Q IS FOR QUANTITY
The problem with food and health can now be summed up in one phrase: ‘too much’. More than six out of 10 men and five out of 10 women in the UK are overweight or obese. Talk to medics such as cancer experts and they say it’s especially important not to put on weight around your middle — the dreaded middle-age spread.
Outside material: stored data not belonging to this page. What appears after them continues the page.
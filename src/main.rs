use std::process;

fn main() {
    if let Err(err) = cardkeeper::run() {
        eprintln!("[!] {err}");
        process::exit(1);
    }
}
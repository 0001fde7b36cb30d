//! The persisted aggregate: a team of players, each holding cards.
//!
//! `Team` is the root and the only entity the store addresses directly.
//! Players and cards exist purely inside their parent's list — no
//! back-pointers, no cross-document references. Deleting a parent takes
//! its children with it.

use crate::core::error::CardKeeperError;
use crate::core::id::DocumentId;
use serde::{Deserialize, Serialize};

pub const POWER_MIN: i64 = 1;
pub const POWER_MAX: i64 = 100;

#[derive(Debug, Clone, PartialEq, Serialize, Deserialize)]
pub struct Card {
    pub id: DocumentId,
    pub card_number: String,
    pub rarity: String,
    pub power: i64,
}

impl Card {
    pub fn new(card_number: &str, rarity: &str, power: i64) -> Result<Self, CardKeeperError> {
        let card_number = card_number.trim();
        let rarity = rarity.trim();
        if card_number.is_empty() || rarity.is_empty() {
            return Err(CardKeeperError::ValidationError(
                "card number and rarity are required".to_string(),
            ));
        }
        if !(POWER_MIN..=POWER_MAX).contains(&power) {
            return Err(CardKeeperError::ValidationError(format!(
                "power must be between {POWER_MIN} and {POWER_MAX}"
            )));
        }
        Ok(Self {
            id: DocumentId::generate(),
            card_number: card_number.to_string(),
            rarity: rarity.to_string(),
            power,
        })
    }
}

#[derive(Debug, Clone, PartialEq, Serialize, Deserialize)]
pub struct Player {
    pub id: DocumentId,
    pub first_name: String,
    pub last_name: String,
    pub position: String,
    pub cards: Vec<Card>,
}

impl Player {
    pub fn new(first_name: &str, last_name: &str, position: &str) -> Result<Self, CardKeeperError> {
        let first_name = first_name.trim();
        let last_name = last_name.trim();
        let position = position.trim();
        if first_name.is_empty() || last_name.is_empty() || position.is_empty() {
            return Err(CardKeeperError::ValidationError(
                "first name, last name, and position are required".to_string(),
            ));
        }
        Ok(Self {
            id: DocumentId::generate(),
            first_name: first_name.to_string(),
            last_name: last_name.to_string(),
            position: position.to_string(),
            cards: Vec::new(),
        })
    }

    pub fn full_name(&self) -> String {
        format!("{} {}", self.first_name, self.last_name)
    }
}

#[derive(Debug, Clone, PartialEq, Serialize, Deserialize)]
pub struct Team {
    pub id: DocumentId,
    pub name: String,
    pub country: String,
    pub players: Vec<Player>,
}

impl Team {
    pub fn new(name: &str, country: &str) -> Result<Self, CardKeeperError> {
        let name = name.trim();
        let country = country.trim();
        if name.is_empty() || country.is_empty() {
            return Err(CardKeeperError::ValidationError(
                "name and country are required".to_string(),
            ));
        }
        Ok(Self {
            id: DocumentId::generate(),
            name: name.to_string(),
            country: country.to_string(),
            players: Vec::new(),
        })
    }

    pub fn owns_player(&self, player_id: DocumentId) -> bool {
        self.players.iter().any(|p| p.id == player_id)
    }

    pub fn owns_card(&self, card_id: DocumentId) -> bool {
        self.players
            .iter()
            .any(|p| p.cards.iter().any(|c| c.id == card_id))
    }

    pub fn player(&self, player_id: DocumentId) -> Option<&Player> {
        self.players.iter().find(|p| p.id == player_id)
    }

    pub fn player_mut(&mut self, player_id: DocumentId) -> Option<&mut Player> {
        self.players.iter_mut().find(|p| p.id == player_id)
    }

    /// The player whose card list holds `card_id`, if any.
    pub fn card_owner_mut(&mut self, card_id: DocumentId) -> Option<&mut Player> {
        self.players
            .iter_mut()
            .find(|p| p.cards.iter().any(|c| c.id == card_id))
    }
}

/// Field patch for a team. `None` leaves the field as it is.
#[derive(Debug, Clone, Default)]
pub struct TeamUpdate {
    pub name: Option<String>,
    pub country: Option<String>,
}

impl TeamUpdate {
    /// Maps raw console input: an empty answer keeps the current value.
    pub fn from_input(name: &str, country: &str) -> Self {
        Self {
            name: non_empty(name),
            country: non_empty(country),
        }
    }

    pub fn apply(&self, team: &mut Team) {
        if let Some(name) = &self.name {
            team.name = name.clone();
        }
        if let Some(country) = &self.country {
            team.country = country.clone();
        }
    }
}

/// Field patch for a player. `None` leaves the field as it is.
#[derive(Debug, Clone, Default)]
pub struct PlayerUpdate {
    pub first_name: Option<String>,
    pub last_name: Option<String>,
    pub position: Option<String>,
}

impl PlayerUpdate {
    pub fn from_input(first_name: &str, last_name: &str, position: &str) -> Self {
        Self {
            first_name: non_empty(first_name),
            last_name: non_empty(last_name),
            position: non_empty(position),
        }
    }

    pub fn apply(&self, player: &mut Player) {
        if let Some(first_name) = &self.first_name {
            player.first_name = first_name.clone();
        }
        if let Some(last_name) = &self.last_name {
            player.last_name = last_name.clone();
        }
        if let Some(position) = &self.position {
            player.position = position.clone();
        }
    }
}

/// Field patch for a card. `None` leaves the field as it is.
#[derive(Debug, Clone, Default)]
pub struct CardUpdate {
    pub card_number: Option<String>,
    pub rarity: Option<String>,
    pub power: Option<i64>,
}

impl CardUpdate {
    /// Maps raw console input. Power input that does not parse or falls
    /// outside `[POWER_MIN, POWER_MAX]` keeps the current value without
    /// a message, like the empty-string case for the other fields.
    pub fn from_input(card_number: &str, rarity: &str, power: &str) -> Self {
        Self {
            card_number: non_empty(card_number),
            rarity: non_empty(rarity),
            power: power
                .trim()
                .parse::<i64>()
                .ok()
                .filter(|p| (POWER_MIN..=POWER_MAX).contains(p)),
        }
    }

    pub fn apply(&self, card: &mut Card) {
        if let Some(card_number) = &self.card_number {
            card.card_number = card_number.clone();
        }
        if let Some(rarity) = &self.rarity {
            card.rarity = rarity.clone();
        }
        if let Some(power) = self.power {
            card.power = power;
        }
    }
}

fn non_empty(input: &str) -> Option<String> {
    let trimmed = input.trim();
    if trimmed.is_empty() {
        None
    } else {
        Some(trimmed.to_string())
    }
}
pub mod handler;
pub mod transport;

use crate::{Config, Error, Result};
use rmcp::{service::ServiceExt, transport::stdio};
use std::sync::Arc;
use std::time::Duration;
use tokio::signal;
use tokio_util::sync::CancellationToken;
use tracing::{info, warn};

pub use handler::ScholarServerHandler;

pub struct Server {
    config: Arc<Config>,
    cancellation_token: CancellationToken,
}

impl Server {
    #[must_use]
    pub fn new(config: Config) -> Self {
        Self {
            config: Arc::new(config),
            cancellation_token: CancellationToken::new(),
        }
    }

    /// Serve MCP over stdio until the transport closes or a shutdown signal
    /// arrives. After a signal, in-flight work gets the configured grace
    /// period to drain before the process gives up on the transport.
    pub async fn run(&self) -> Result<()> {
        info!("Starting MCP server infrastructure");

        let handler = ScholarServerHandler::new(Arc::clone(&self.config))?;

        transport::validate_stdio_transport()
            .map_err(|e| Error::Service(format!("Transport validation failed: {e}")))?;

        self.spawn_signal_listener();

        info!("Starting MCP server on stdio transport");

        let serve = self.run_mcp_server(handler);
        tokio::pin!(serve);

        let server_result = tokio::select! {
            result = &mut serve => result,
            () = self.cancellation_token.cancelled() => {
                info!("Shutdown requested, draining in-flight work");
                let grace = Duration::from_secs(self.config.server.shutdown_timeout_secs);
                match tokio::time::timeout(grace, &mut serve).await {
                    Ok(result) => result,
                    Err(_) => {
                        warn!(
                            grace_secs = self.config.server.shutdown_timeout_secs,
                            "Grace period elapsed before the transport closed"
                        );
                        Ok(())
                    }
                }
            }
        };

        info!("MCP server shutdown complete");
        server_result
    }

    /// SIGTERM/SIGINT both map onto the cancellation token
    fn spawn_signal_listener(&self) {
        let shutdown_token = self.cancellation_token.clone();
        tokio::spawn(async move {
            let mut sigterm = signal::unix::signal(signal::unix::SignalKind::terminate())
                .expect("Failed to setup SIGTERM handler");
            let mut sigint = signal::unix::signal(signal::unix::SignalKind::interrupt())
                .expect("Failed to setup SIGINT handler");

            tokio::select! {
                _ = sigterm.recv() => info!("Received SIGTERM"),
                _ = sigint.recv() => info!("Received SIGINT"),
            }

            shutdown_token.cancel();
        });
    }

    async fn run_mcp_server(&self, handler: ScholarServerHandler) -> Result<()> {
        let transport = stdio();

        let server = handler
            .serve(transport)
            .await
            .map_err(|e| Error::Service(format!("Failed to start MCP server: {e}")))?;

        let quit_reason = server
            .waiting()
            .await
            .map_err(|e| Error::Service(format!("MCP server error: {e}")))?;

        info!("MCP server completed with reason: {:?}", quit_reason);
        Ok(())
    }

    /// Request shutdown from outside the signal path
    pub fn shutdown(&self) {
        warn!("Initiating server shutdown");
        self.cancellation_token.cancel();
    }

    /// Check if the server has been requested to shutdown
    #[must_use]
    pub fn is_shutdown_requested(&self) -> bool {
        self.cancellation_token.is_cancelled()
    }

    /// Get the server configuration
    #[must_use]
    pub fn config(&self) -> &Config {
        &self.config
    }
}

#[cfg(test)]
mod tests {
    use super::*;

    #[test]
    fn test_server_creation() {
        let config = Config::default();
        let server = Server::new(config);
        assert!(!server.is_shutdown_requested());
    }

    #[test]
    fn test_shutdown_sets_cancellation() {
        let config = Config::default();
        let server = Server::new(config);

        server.shutdown();
        assert!(server.is_shutdown_requested());

        // Repeat requests are harmless
        server.shutdown();
        assert!(server.is_shutdown_requested());
    }

    #[tokio::test]
    async fn test_cancellation_token_observed() {
        let server = Server::new(Config::default());
        let token = server.cancellation_token.clone();

        server.shutdown();
        // A pending wait on the token resolves once shutdown was requested
        tokio::time::timeout(Duration::from_millis(100), token.cancelled())
            .await
            .expect("cancellation should already be signalled");
    }
}
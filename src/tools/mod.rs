pub mod authenticate;
pub mod search;

pub use authenticate::{AuthAction, AuthenticateInput, AuthenticateTool};
pub use search::{
    DateRange, ErrorResponse, SearchInput, SearchOutcome, SearchResult, SearchSource, SearchTool,
};
//! Session lifecycle tool for the institutional source: run interactive
//! login, report status, or clear the stored session.

use crate::client::JstorClient;
use crate::Result;
use schemars::JsonSchema;
use serde::{Deserialize, Serialize};
use std::sync::Arc;
use tracing::{info, instrument};

/// What the authenticate tool should do
#[derive(Debug, Clone, Copy, Default, PartialEq, Eq, Serialize, Deserialize, JsonSchema)]
#[serde(rename_all = "lowercase")]
pub enum AuthAction {
    /// Launch the interactive login flow and capture the session
    #[default]
    Authenticate,
    /// Report the current session state without side effects
    Status,
    /// Delete the stored session
    Clear,
}

/// Input parameters for the authenticate tool
#[derive(Debug, Clone, Default, Serialize, Deserialize, JsonSchema)]
#[serde(rename_all = "camelCase")]
pub struct AuthenticateInput {
    /// Login page to open; defaults to the source's base URL
    #[serde(default)]
    pub jstor_url: Option<String>,
    /// Action to perform (default: authenticate)
    #[serde(default)]
    pub action: AuthAction,
}

/// Session lifecycle operations exposed as a tool
#[derive(Clone)]
pub struct AuthenticateTool {
    jstor: Arc<JstorClient>,
}

impl std::fmt::Debug for AuthenticateTool {
    fn fmt(&self, f: &mut std::fmt::Formatter<'_>) -> std::fmt::Result {
        f.debug_struct("AuthenticateTool").finish()
    }
}

impl AuthenticateTool {
    #[must_use]
    pub fn new(jstor: Arc<JstorClient>) -> Self {
        Self { jstor }
    }

    /// Dispatch on the requested action and return a JSON payload
    #[instrument(skip(self, input), fields(action = ?input.action))]
    pub async fn execute(&self, input: AuthenticateInput) -> Result<serde_json::Value> {
        match input.action {
            AuthAction::Authenticate => {
                let report = self.jstor.authenticate(input.jstor_url.as_deref()).await?;
                info!(success = report.success, "Interactive authentication finished");
                Ok(serde_json::to_value(report)?)
            }
            AuthAction::Status => Ok(serde_json::to_value(self.jstor.auth_status())?),
            AuthAction::Clear => {
                self.jstor.clear_authentication().await?;
                Ok(serde_json::json!({
                    "cleared": true,
                    "message": "Stored session removed"
                }))
            }
        }
    }
}

#[cfg(test)]
mod tests {
    use super::*;
    use crate::config::{SessionConfig, SourceConfig};
    use crate::session::SystemBrowserAuthenticator;
    use tempfile::tempdir;

    fn tool_with(dir: &std::path::Path) -> AuthenticateTool {
        let session_config = SessionConfig {
            cookie_file: dir.join("session.json"),
            ..SessionConfig::default()
        };
        let authenticator = Arc::new(SystemBrowserAuthenticator::new(dir.join("handoff.json")));
        let jstor =
            JstorClient::new(&SourceConfig::jstor(), session_config, authenticator).unwrap();
        AuthenticateTool::new(Arc::new(jstor))
    }

    #[test]
    fn test_action_deserializes_lowercase() {
        let input: AuthenticateInput =
            serde_json::from_str(r#"{"action": "status"}"#).unwrap();
        assert_eq!(input.action, AuthAction::Status);

        let input: AuthenticateInput = serde_json::from_str("{}").unwrap();
        assert_eq!(input.action, AuthAction::Authenticate);
        assert!(input.jstor_url.is_none());
    }

    #[tokio::test]
    async fn test_status_before_any_authentication() {
        let dir = tempdir().unwrap();
        let tool = tool_with(dir.path());

        let payload = tool
            .execute(AuthenticateInput {
                jstor_url: None,
                action: AuthAction::Status,
            })
            .await
            .unwrap();
        assert_eq!(payload["authenticated"], false);
        assert_eq!(payload["cookiesPresent"], false);
    }

    #[tokio::test]
    async fn test_clear_without_session_succeeds() {
        let dir = tempdir().unwrap();
        let tool = tool_with(dir.path());

        let payload = tool
            .execute(AuthenticateInput {
                jstor_url: None,
                action: AuthAction::Clear,
            })
            .await
            .unwrap();
        assert_eq!(payload["cleared"], true);
    }
}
How to lose it? ‘Eat less’ is obvious — but too simple. Increasingly, obesity experts think the environmental aspect of overeating also needs to be addressed.
In the 1990s, the phrase ‘obesogenic society’ — in which we in the West live — was coined. Everywhere you go there are encouragements to over-eat, from the sugar in breakfast cereals to ballooning portion sizes to the fat that is loaded into restaurant food to make it tasty. Then there’s the ever-increasing range of choice. Studies show that the greater the choice, the more you eat. All in all, unless you actively try to not eat too much, you are likely to do so.
Part of cutting back is simply to be more conscious about how easy it is to over-eat. One diet tip is simply to eat off smaller plates. We eat, apparently, according to the visual cue of portion size rather than satiety. Our bodies are good at recognising that we’re hungry but not so good at realising when we’re full.
There’s also the question of not eating too much meat, in a world of scarce resources (it takes at least 7lb of grain to produce 1lb of intensively reared beef). Rachel de Thample’s timely tome, Less Meat More Veg, puts this into the context of how much protein we actually need (two pieces each the size of a pack of cards per day, she says) and gives good recipes to show how to eat less and better.